Da läuft seit einigen Wochen durch mehrere dritte Programme des öffentlich-rechtlichen Fernsehens ein zweiteiliger Dokumentarfilm mit dem Titel „Im Namen des Tenno - Japan im Zweiten Weltkrieg“. Wir erfahren darin aus dem Munde von amerikanischen Veteranen, wie die Truppen der USA den Krieg im Pazifik geführt haben. Ein US-Marine-Offizier sagt: „Man hat uns beigebracht, daß die Japaner Un- termenschen seien.“ Ein ehemaliger Soldat der US-Marineinfanterie spricht in die Kamera: „Wir haben nie japanische Gefangene gemacht. In meinen zwei Jahren in Übersee habe ich nie gesehen, wie ein Gegner gefangengenommen wurde. Einmal kam einer mit 30, 40 Mann, alle hatten die Hände hoch. Sie wurden an Ort und Stelle erschossen. Wir machten eben keine Gefangenen.“

Ein ehemaliger Soldat der US-Luftwaffe erzählt, daß sie gefallenen Japanern „den Gewehrkolben auf den Hinterkopf schlugen, um an die Goldzähne heranzukommen. „Ich sah Soldaten, die eine ganze Papiertüte voller Goldzähne hatten, schätzungsweise zehn oder fünfzehn Pfund.

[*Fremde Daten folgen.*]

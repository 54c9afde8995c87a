use crate::entity::behavior::{behavior_for, InteractionContext};
use crate::mapping::ItemMapping;
use crate::session::Session;
use crate::telemetry::logging;
use crate::translator::{Packet, PacketKind, TranslateError};

fn resolve_item(session: &mut Session, wire_id: u32) -> Result<ItemMapping, TranslateError> {
    session
        .mappings
        .resolve(wire_id)
        .ok_or(TranslateError::UnknownItem(wire_id))
}

/// Side-effect-free prediction path: refreshes the entity's interaction
/// hint for the item the local player is holding over it.
pub fn translate_hover_entity(packet: &Packet, session: &mut Session) -> Result<(), TranslateError> {
    let Packet::HoverEntity { id, item } = packet else {
        return Err(TranslateError::MismatchedKind {
            expected: PacketKind::HoverEntity,
            actual: packet.kind(),
        });
    };

    let mapping = resolve_item(session, *item)?;
    let sneaking = session.sneaking;
    let entity = session
        .entities
        .get_mut(*id)
        .ok_or(TranslateError::UnknownEntity(*id))?;

    let behavior = behavior_for(entity.definition.kind);
    let ctx = InteractionContext {
        item: &mapping,
        sneaking,
    };
    let tag = behavior.interaction_tag(entity, &ctx);
    entity.hover_tag = tag;
    Ok(())
}

/// Authoritative action path. Mutates the entity per the variant's rules and
/// refreshes the hint so it reflects the post-action state.
pub fn translate_interact_entity(
    packet: &Packet,
    session: &mut Session,
) -> Result<(), TranslateError> {
    let Packet::InteractEntity { id, item } = packet else {
        return Err(TranslateError::MismatchedKind {
            expected: PacketKind::InteractEntity,
            actual: packet.kind(),
        });
    };

    let mapping = resolve_item(session, *item)?;
    let sneaking = session.sneaking;
    let entity = session
        .entities
        .get_mut(*id)
        .ok_or(TranslateError::UnknownEntity(*id))?;

    let behavior = behavior_for(entity.definition.kind);
    let ctx = InteractionContext {
        item: &mapping,
        sneaking,
    };
    let result = behavior.interact(entity, &ctx);
    if result.consumes_action() {
        logging::log_session(&format!(
            "interaction with {} consumed: {:?}",
            entity.definition.identifier, result
        ));
    }
    let tag = behavior.interaction_tag(entity, &ctx);
    entity.hover_tag = tag;
    Ok(())
}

Das war die Freizeitbeschäftigung. Es kümmerte keinen.“ Und einer von der US-Marineinfanterie wußte eine noch bessere Methode, um an die japanischen Goldzähne heranzukommen: „Wenn man sie mit der 45er (Pistole) in den Kopf schießt, geht automatisch der Mund auf. Und dann lachen einen all die Goldzähne an. Ich nahm dann die Zange. Ich hatte eine ganze Feldflasche voll.“ Und in der großen US-amerikanischen Illustrierten „Life“ erschien damals das Foto einer blonden Schönheit, die versonnen auf ihren Schreibtisch blickt. Auf ihm liegt der Totenschädel eines gefallenen Japaners, den ihr boy-friend, der an der Pazifik-Front kämpfte, präpariert hatte, um ihn, versehen mit den Unterschriften seiner Kameraden, als Souvenir zu schicken.

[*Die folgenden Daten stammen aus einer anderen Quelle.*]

use crate::config::ProxyConfig;
use serde::Deserialize;

/// A settings document received over the settings channel.
///
/// Only `disable-scaffolding-substitution` is interpreted here; unknown keys
/// are carried by the document model and ignored.
#[derive(Debug, Clone, Deserialize)]
pub struct SettingsDocument {
    pub success: bool,
    #[serde(default)]
    pub settings: Option<SettingsPayload>,
}

#[derive(Debug, Clone, Default, Deserialize)]
pub struct SettingsPayload {
    #[serde(rename = "disable-scaffolding-substitution")]
    pub disable_scaffolding_substitution: Option<bool>,
}

impl SettingsDocument {
    pub fn from_bytes(data: &[u8]) -> Result<Self, serde_json::Error> {
        serde_json::from_slice(data)
    }
}

/// Session-scoped cache of world-affecting settings the remote server can
/// adjust at runtime.
#[derive(Debug, Clone)]
pub struct WorldCache {
    disable_scaffolding_substitution: bool,
}

impl WorldCache {
    pub fn new(config: &ProxyConfig) -> Self {
        Self {
            disable_scaffolding_substitution: config.disable_scaffolding_substitution,
        }
    }

    pub fn disable_scaffolding_substitution(&self) -> bool {
        self.disable_scaffolding_substitution
    }

    /// Merges a settings document into the cache.
    ///
    /// Unsuccessful documents and absent keys leave the cache untouched. A
    /// present key overwrites the cached value with `incoming OR local`:
    /// the local configuration can pin the feature off, the remote cannot
    /// override that, and within one application either side saying `true`
    /// wins. The cached value itself is not part of the OR; a later document
    /// may clear a remote-set flag when the local configuration allows it.
    pub fn apply_settings(&mut self, document: &SettingsDocument, config: &ProxyConfig) {
        if !document.success {
            return;
        }
        let Some(settings) = &document.settings else {
            return;
        };
        if let Some(incoming) = settings.disable_scaffolding_substitution {
            self.disable_scaffolding_substitution =
                incoming || config.disable_scaffolding_substitution;
        }
    }
}

#[cfg(test)]
mod tests {
    use super::*;

    fn config(local: bool) -> ProxyConfig {
        ProxyConfig {
            disable_scaffolding_substitution: local,
            ..ProxyConfig::default()
        }
    }

    fn document(json: &str) -> SettingsDocument {
        SettingsDocument::from_bytes(json.as_bytes()).expect("document")
    }

    #[test]
    fn remote_enable_merges_over_local_false() {
        let config = config(false);
        let mut cache = WorldCache::new(&config);
        cache.apply_settings(
            &document(r#"{"success":true,"settings":{"disable-scaffolding-substitution":true}}"#),
            &config,
        );
        assert!(cache.disable_scaffolding_substitution());
    }

    #[test]
    fn local_true_survives_remote_false() {
        let config = config(true);
        let mut cache = WorldCache::new(&config);
        cache.apply_settings(
            &document(r#"{"success":true,"settings":{"disable-scaffolding-substitution":false}}"#),
            &config,
        );
        assert!(cache.disable_scaffolding_substitution());
    }

    #[test]
    fn unsuccessful_document_is_a_no_op() {
        let config = config(false);
        let mut cache = WorldCache::new(&config);
        cache.apply_settings(
            &document(r#"{"success":false,"settings":{"disable-scaffolding-substitution":true}}"#),
            &config,
        );
        assert!(!cache.disable_scaffolding_substitution());
    }

    #[test]
    fn absent_key_leaves_cache_untouched() {
        let config = config(false);
        let mut cache = WorldCache::new(&config);
        cache.apply_settings(
            &document(r#"{"success":true,"settings":{"some-other-setting":true}}"#),
            &config,
        );
        assert!(!cache.disable_scaffolding_substitution());

        cache.apply_settings(&document(r#"{"success":true}"#), &config);
        assert!(!cache.disable_scaffolding_substitution());
    }

    // Documented behavior, inherited deliberately: the merge recomputes from
    // the incoming value and the local configuration only, so with the local
    // preference off, a later explicit `false` clears an earlier remote
    // `true` instead of latching it.
    #[test]
    fn later_document_can_clear_remote_enable() {
        let config = config(false);
        let mut cache = WorldCache::new(&config);
        cache.apply_settings(
            &document(r#"{"success":true,"settings":{"disable-scaffolding-substitution":true}}"#),
            &config,
        );
        assert!(cache.disable_scaffolding_substitution());

        cache.apply_settings(
            &document(r#"{"success":true,"settings":{"disable-scaffolding-substitution":false}}"#),
            &config,
        );
        assert!(!cache.disable_scaffolding_substitution());
    }

    #[test]
    fn malformed_document_fails_to_parse() {
        assert!(SettingsDocument::from_bytes(b"{\"success\":").is_err());
        assert!(SettingsDocument::from_bytes(b"not json at all").is_err());
    }
}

Das alles wird in dem Täterland wie auch in Europa kommentarlos hingenommen. Kein Millionär organisiert eine Ausstellung „Verbrechen der US-Army“, keine Gedenkstätten werden errichtet, keine Kriegsverbrecherprozesse in die Wege geleitet.

Handeln nun die Deutschen richtig, wenn sie ständig und immer wieder an die eigenen Untaten erinnern, oder die Sieger, die die Verbrechen ihrer Soldaten dem Vergessen überantworten?